- **PROMPT**
Which lines below contain "linked"? Copy every one of them.

- **Stored data**
* * * * * * * * *

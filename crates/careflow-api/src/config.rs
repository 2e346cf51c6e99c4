//! Configuration for the Careflow provisioning service.

use std::{fmt, net::SocketAddr, str::FromStr, time::Duration};

use anyhow::{Context, Result};
use careflow_provisioning::{ClientConfig, ProvisioningConfig, RetryPolicy};
use figment::{
    providers::{Env, Format, Serialized, Toml},
    Figment,
};
use serde::{Deserialize, Serialize};

const CONFIG_FILE: &str = "careflow.toml";

/// Service configuration with defaults, file, and environment overrides.
///
/// Loaded in priority order:
/// 1. Environment variables (highest priority)
/// 2. Configuration file (`careflow.toml`)
/// 3. Built-in defaults (lowest priority)
///
/// Leaving `LORAWAN_MANAGER_URL` or `LORAWAN_MANAGER_API_KEY` empty disables
/// provisioning webhooks without affecting the rest of the service.
///
/// # Example
///
/// ```no_run
/// use careflow_api::Config;
///
/// let config = Config::load().expect("Failed to load configuration");
/// println!("Server will bind to {}:{}", config.host, config.port);
/// ```
#[derive(Clone, Serialize, Deserialize)]
pub struct Config {
    // Database
    /// PostgreSQL connection URL.
    ///
    /// Environment variable: `DATABASE_URL`
    #[serde(default = "default_database_url", alias = "DATABASE_URL")]
    pub database_url: String,
    /// Maximum number of database connections in the pool.
    ///
    /// Environment variable: `DATABASE_MAX_CONNECTIONS`
    #[serde(default = "default_max_connections", alias = "DATABASE_MAX_CONNECTIONS")]
    pub database_max_connections: u32,

    // Server
    /// Server bind address.
    ///
    /// Environment variable: `HOST`
    #[serde(default = "default_host", alias = "HOST")]
    pub host: String,
    /// Server bind port.
    ///
    /// Environment variable: `PORT`
    #[serde(default = "default_port", alias = "PORT")]
    pub port: u16,

    // LoRaWAN manager
    /// Manager base URL.
    ///
    /// Environment variable: `LORAWAN_MANAGER_URL`
    #[serde(default, alias = "LORAWAN_MANAGER_URL")]
    pub lorawan_manager_url: String,
    /// Manager API key.
    ///
    /// Environment variable: `LORAWAN_MANAGER_API_KEY`
    #[serde(default, alias = "LORAWAN_MANAGER_API_KEY")]
    pub lorawan_manager_api_key: String,

    // Delivery
    /// HTTP timeout for one webhook attempt in seconds.
    ///
    /// Environment variable: `DELIVERY_TIMEOUT_SECONDS`
    #[serde(default = "default_delivery_timeout", alias = "DELIVERY_TIMEOUT_SECONDS")]
    pub delivery_timeout_seconds: u64,
    /// Attempts per delivery lifecycle, including the first.
    ///
    /// Environment variable: `WEBHOOK_MAX_ATTEMPTS`
    #[serde(default = "default_max_attempts", alias = "WEBHOOK_MAX_ATTEMPTS")]
    pub webhook_max_attempts: u32,
    /// Backoff slept after each failed attempt, in milliseconds.
    ///
    /// Environment variable: `WEBHOOK_RETRY_DELAYS_MS` (e.g. `[1000,5000,15000]`)
    #[serde(default = "default_retry_delays_ms", alias = "WEBHOOK_RETRY_DELAYS_MS")]
    pub webhook_retry_delays_ms: Vec<u64>,

    // Logging
    /// Log filter directives.
    ///
    /// Environment variable: `RUST_LOG`
    #[serde(default = "default_log_level", alias = "RUST_LOG")]
    pub rust_log: String,
}

impl Config {
    /// Loads configuration from defaults, config file and environment.
    ///
    /// # Errors
    ///
    /// Returns an error if a source cannot be parsed or validation fails.
    pub fn load() -> Result<Self> {
        Self::from_figment(
            Figment::new()
                .merge(Serialized::defaults(Self::default()))
                .merge(Toml::file(CONFIG_FILE))
                .merge(Env::prefixed("")),
        )
    }

    fn from_figment(figment: Figment) -> Result<Self> {
        let config: Self = figment.extract().context("Failed to load configuration")?;
        config.validate()?;
        Ok(config)
    }

    /// Converts to the provisioning crate's settings.
    pub fn to_provisioning_config(&self) -> ProvisioningConfig {
        ProvisioningConfig::new(&self.lorawan_manager_url, &self.lorawan_manager_api_key)
            .with_client(ClientConfig {
                timeout: Duration::from_secs(self.delivery_timeout_seconds),
                ..ClientConfig::default()
            })
            .with_retry(RetryPolicy::new(
                self.webhook_max_attempts,
                self.webhook_retry_delays_ms.iter().copied().map(Duration::from_millis).collect(),
            ))
    }

    /// Parses the server socket address from host and port.
    ///
    /// # Errors
    ///
    /// Returns an error if host and port do not form a socket address.
    pub fn parse_server_addr(&self) -> Result<SocketAddr> {
        let addr_str = format!("{}:{}", self.host, self.port);
        SocketAddr::from_str(&addr_str).context("Invalid server address")
    }

    /// Database URL with the password masked for logging.
    pub fn database_url_masked(&self) -> String {
        if let Some(at_pos) = self.database_url.find('@') {
            if let Some(colon_pos) = self.database_url[..at_pos].rfind(':') {
                let mut masked = self.database_url.clone();
                masked.replace_range(colon_pos + 1..at_pos, "***");
                return masked;
            }
        }
        self.database_url.clone()
    }

    /// Validates configuration values.
    ///
    /// # Errors
    ///
    /// Returns an error naming the first invalid value.
    pub fn validate(&self) -> Result<()> {
        if self.port == 0 {
            anyhow::bail!("port must be greater than 0");
        }

        if self.database_max_connections == 0 {
            anyhow::bail!("database max_connections must be greater than 0");
        }

        if self.delivery_timeout_seconds == 0 {
            anyhow::bail!("delivery_timeout_seconds must be greater than 0");
        }

        if self.webhook_max_attempts == 0 {
            anyhow::bail!("webhook_max_attempts must be greater than 0");
        }

        if self.webhook_retry_delays_ms.is_empty() {
            anyhow::bail!("webhook_retry_delays_ms must contain at least one delay");
        }

        Ok(())
    }
}

impl fmt::Debug for Config {
    fn fmt(&self, f: &mut fmt::Formatter<'_>) -> fmt::Result {
        let api_key = if self.lorawan_manager_api_key.is_empty() { "<unset>" } else { "<redacted>" };
        f.debug_struct("Config")
            .field("database_url", &self.database_url_masked())
            .field("database_max_connections", &self.database_max_connections)
            .field("host", &self.host)
            .field("port", &self.port)
            .field("lorawan_manager_url", &self.lorawan_manager_url)
            .field("lorawan_manager_api_key", &api_key)
            .field("delivery_timeout_seconds", &self.delivery_timeout_seconds)
            .field("webhook_max_attempts", &self.webhook_max_attempts)
            .field("webhook_retry_delays_ms", &self.webhook_retry_delays_ms)
            .field("rust_log", &self.rust_log)
            .finish()
    }
}

impl Default for Config {
    fn default() -> Self {
        Self {
            database_url: default_database_url(),
            database_max_connections: default_max_connections(),
            host: default_host(),
            port: default_port(),
            lorawan_manager_url: String::new(),
            lorawan_manager_api_key: String::new(),
            delivery_timeout_seconds: default_delivery_timeout(),
            webhook_max_attempts: default_max_attempts(),
            webhook_retry_delays_ms: default_retry_delays_ms(),
            rust_log: default_log_level(),
        }
    }
}

fn default_database_url() -> String {
    "postgresql://localhost/careflow".to_string()
}

fn default_max_connections() -> u32 {
    10
}

fn default_host() -> String {
    "127.0.0.1".to_string()
}

fn default_port() -> u16 {
    8080
}

fn default_delivery_timeout() -> u64 {
    30
}

fn default_max_attempts() -> u32 {
    3
}

fn default_retry_delays_ms() -> Vec<u64> {
    vec![1_000, 5_000, 15_000]
}

fn default_log_level() -> String {
    "info,careflow=debug,tower_http=debug".to_string()
}
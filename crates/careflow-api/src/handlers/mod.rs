//! HTTP request handlers.
//!
//! - `health` - health, readiness and liveness probes
//! - `webhooks` - provisioning webhook send, log listing and manual retry

pub mod health;
pub mod webhooks;

pub use health::{health_check, liveness_check, readiness_check};
pub use webhooks::{list_webhook_logs, retry_webhook, send_provisioning_webhook};
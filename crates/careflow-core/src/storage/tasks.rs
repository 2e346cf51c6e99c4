//! Read-only repository for onboarding task aggregates.
//!
//! Joins a task with its product and its device provisioning records (plus
//! linked hardware) into the `TaskAggregate` read model.

use std::sync::Arc;

use chrono::{DateTime, Utc};
use sqlx::PgPool;

use crate::{
    error::Result,
    models::{
        DeviceId, DeviceProvisioning, HardwareId, HardwareRef, ProductId, ProductSummary,
        ProvisioningStatus, TaskAggregate, TaskId,
    },
};

#[derive(sqlx::FromRow)]
struct TaskRow {
    id: TaskId,
    client_name: String,
    client_address: String,
    contact_email: Option<String>,
    contact_phone: Option<String>,
    latitude: Option<f64>,
    longitude: Option<f64>,
    product_id: ProductId,
    product_name: String,
    product_code: String,
    lorawan_region: Option<String>,
    uses_lorawan: bool,
}

#[derive(sqlx::FromRow)]
struct DeviceRow {
    id: DeviceId,
    device_serial: String,
    device_type: String,
    firmware_version: String,
    hardware_id: Option<HardwareId>,
    hardware_name: Option<String>,
    dev_eui: Option<String>,
    app_key: Option<String>,
    notes: Option<String>,
    lorawan_provisioning_status: Option<ProvisioningStatus>,
    lorawan_provisioned_at: Option<DateTime<Utc>>,
    lorawan_provisioning_error: Option<String>,
}

impl From<DeviceRow> for DeviceProvisioning {
    fn from(row: DeviceRow) -> Self {
        let hardware = match (row.hardware_id, row.hardware_name) {
            (Some(id), Some(name)) => Some(HardwareRef { id, name }),
            _ => None,
        };

        Self {
            id: row.id,
            device_serial: row.device_serial,
            device_type: row.device_type,
            firmware_version: row.firmware_version,
            hardware,
            dev_eui: row.dev_eui,
            app_key: row.app_key,
            notes: row.notes,
            lorawan_provisioning_status: row.lorawan_provisioning_status,
            lorawan_provisioned_at: row.lorawan_provisioned_at,
            lorawan_provisioning_error: row.lorawan_provisioning_error,
        }
    }
}

const DEVICE_QUERY: &str = r"
    SELECT dp.id, dp.device_serial, dp.device_type, dp.firmware_version,
           h.id AS hardware_id, h.name AS hardware_name,
           dp.dev_eui, dp.app_key, dp.notes,
           dp.lorawan_provisioning_status, dp.lorawan_provisioned_at,
           dp.lorawan_provisioning_error
    FROM device_provisionings dp
    LEFT JOIN hardware h ON h.id = dp.hardware_id
    WHERE dp.task_id = $1
    ORDER BY dp.created_at ASC, dp.id ASC
";

/// Repository for task reads.
pub struct Repository {
    pool: Arc<PgPool>,
}

impl Repository {
    /// Creates a new repository instance.
    pub fn new(pool: Arc<PgPool>) -> Self {
        Self { pool }
    }

    /// Loads a task with its product, devices and linked hardware.
    ///
    /// Returns `None` when the task does not exist.
    ///
    /// # Errors
    ///
    /// Returns error if either query fails.
    pub async fn find_with_devices(&self, task_id: TaskId) -> Result<Option<TaskAggregate>> {
        let Some(task) = sqlx::query_as::<_, TaskRow>(
            r"
            SELECT t.id, t.client_name, t.client_address,
                   t.contact_email, t.contact_phone, t.latitude, t.longitude,
                   p.id AS product_id, p.name AS product_name, p.code AS product_code,
                   p.lorawan_region, p.uses_lorawan
            FROM onboarding_tasks t
            JOIN products p ON p.id = t.product_id
            WHERE t.id = $1
            ",
        )
        .bind(task_id)
        .fetch_optional(&*self.pool)
        .await?
        else {
            return Ok(None);
        };

        let devices = sqlx::query_as::<_, DeviceRow>(DEVICE_QUERY)
            .bind(task_id)
            .fetch_all(&*self.pool)
            .await?
            .into_iter()
            .map(DeviceProvisioning::from)
            .collect();

        Ok(Some(TaskAggregate {
            id: task.id,
            client_name: task.client_name,
            client_address: task.client_address,
            contact_email: task.contact_email,
            contact_phone: task.contact_phone,
            latitude: task.latitude,
            longitude: task.longitude,
            product: ProductSummary {
                id: task.product_id,
                name: task.product_name,
                code: task.product_code,
                lorawan_region: task.lorawan_region,
                uses_lorawan: task.uses_lorawan,
            },
            devices,
        }))
    }

    /// Reads the current LoRaWAN flag of the task's product.
    ///
    /// Returns `None` when the task does not exist.
    ///
    /// # Errors
    ///
    /// Returns error if query fails.
    pub async fn product_uses_lorawan(&self, task_id: TaskId) -> Result<Option<bool>> {
        let flag: Option<(bool,)> = sqlx::query_as(
            r"
            SELECT p.uses_lorawan
            FROM onboarding_tasks t
            JOIN products p ON p.id = t.product_id
            WHERE t.id = $1
            ",
        )
        .bind(task_id)
        .fetch_optional(&*self.pool)
        .await?;

        Ok(flag.map(|(uses_lorawan,)| uses_lorawan))
    }
}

* * * * * * * * *

- **TASK RESULT**
//! linked hardware) into the `TaskAggregate` read model.
    /// Loads a task with its product, devices and linked hardware.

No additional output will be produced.